Buying the Sacred Cow
The historian David Chandler, in A History of Cambodia, reminds us that such monetary assault is not at all new:
According to [the popular legend of preah ko preah kaev]... the citadel of Lovek [Phnom Penh] was so large that no horse could gallop around it. Inside were two statues, preah ko ("sacred cow") and preah kaev ("sacred precious stone"); inside the bellies of these statues, "there were sacred books, in gold, where one could learn formulae, and books where one could learn about anything in the world.... Now the king of Siam wanted to have the statues, so he raised an army and came to fight the Cambodian king." .... The Thai cannon fired silver coins, rather than shells, into the bamboo hedges that served as Lovek's fortifications. When the Thai retreated, the Cambodians cut down the hedges to get at the coins and thus had no defenses when the Thai returned in the following year to assault the city. When they had won, the Thai carried off the two statues to Siam. After opening up their bellies... "they were able to take the books which were hidden there and study their contents. For this reason, [the Thai] have become superior in knowledge to the Cambodians."

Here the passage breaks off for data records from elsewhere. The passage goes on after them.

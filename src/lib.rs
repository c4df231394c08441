//
// Copyright 2018 yvt, all rights reserved.
//
// This source code is a part of Nightingales.
//
//! ZanGFX Direct3D 12 Backend — Resource state tracking and descriptor
//! management for Direct3D 12.
//!
//! Direct3D 12 leaves two chores to the application that other APIs handle
//! internally. This crate implements both of them:
//!
//!  - **Resource states.** Every subresource is in a native state that must
//!    match how the GPU is about to use it. [`image::Texture`] and
//!    [`buffer::Buffer`] track the states and compute the transition
//!    barriers, taking implicit state promotion and decay into account.
//!
//!  - **Descriptors.** Views and samplers are written into CPU-only heaps
//!    when a bind group is created ([`arg::staging`]), and copied into the
//!    shader-visible heaps when it is used ([`arg::shadervisible`],
//!    [`cmd::heaps`]). Identical sampler tables are shared
//!    ([`arg::samplercache`]).
//!
//! The native API is accessed only through the [`native::NativeDevice`]
//! trait. [`null::NullDevice`] implements it in host memory.
//!
pub mod arg;
pub mod buffer;
pub mod cmd;
pub mod device;
pub mod image;
pub mod limits;
pub mod native;
pub mod null;
pub mod resstate;
pub mod sampler;
pub mod subresource;
mod utils;

pub use zangfx_common::{Error, ErrorKind, Result, Serial};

The legend of Preah Ko Preah Kaev does not divulge the contents of the 'sacred books.' Perhaps the Khmer themselves never knew; the elite -- Eastern and Western -- have always mystified the holy texts in order to keep the masses docile. The legend suggests instead that the statues themselves gave the Khmer a kind of totemic superiority, which the Thai repossessed by a first act of payment: silver coins. Power rests not so much in what is actually known, but in what is shown to exist while kept secret. (I'll encounter this phenomenon again later, in slightly different form, on the American Indian reservations.) Wealth exudes a daunting charisma. Maybe this helps explain my discomfort whenever I, a solidly middle-class American, had to open my money pouch in public. The source of my suddenly protean power was really just a bunch of paper; its only religious inscription, and a dubious one at that, was that we trusted in God.
The Angkor ruins are Cambodia's national treasure -- their image is on the flag -- like the Pyramids belong to Egypt and Guinness to Ireland. But during the week I spent there, the temples struck me as distinctively Cambodian in only geographical and historical ways. Just as the worthless riel only fronts for the US dollar, Angkor now seems beholden to the Western nations that finance its upkeep, and whose citizens travel thousands of miles to see it. We have showered the citadel with silver coins, carried off the Cambodians' sacred cow, and busied ourselves deciphering its hidden "books." But what have we found, what have we learned?
The writer-filmmaker Rudolph Wurlitzer, in Hard Travel to Sacred Places, worries that his visit to Southeast Asia amounts to little more than "visual materialism." "Are we just collecting and cataloguing sacred images that will soon disappear like dreams?" What we buy is ephemeral, no matter how heavy or precious the stones seem. The merchandise can mean only the sum of money we paid to acquire and preserve it. (Our untrained tourist eyes never spot the modern beams and joists supporting the restored Angkor Wat.) Thus "collecting and cataloguing" anything -- new clothes, the skulls of dead Khmer at the Killing Fields, or even one's travel experiences -- performs a consumer transaction. Thus I've talked myself out of sobsey.com. I can only propose that these are mere words on a computer screen, ephemeral even in situ; I ask no fee for them; I'm only exploiting myself.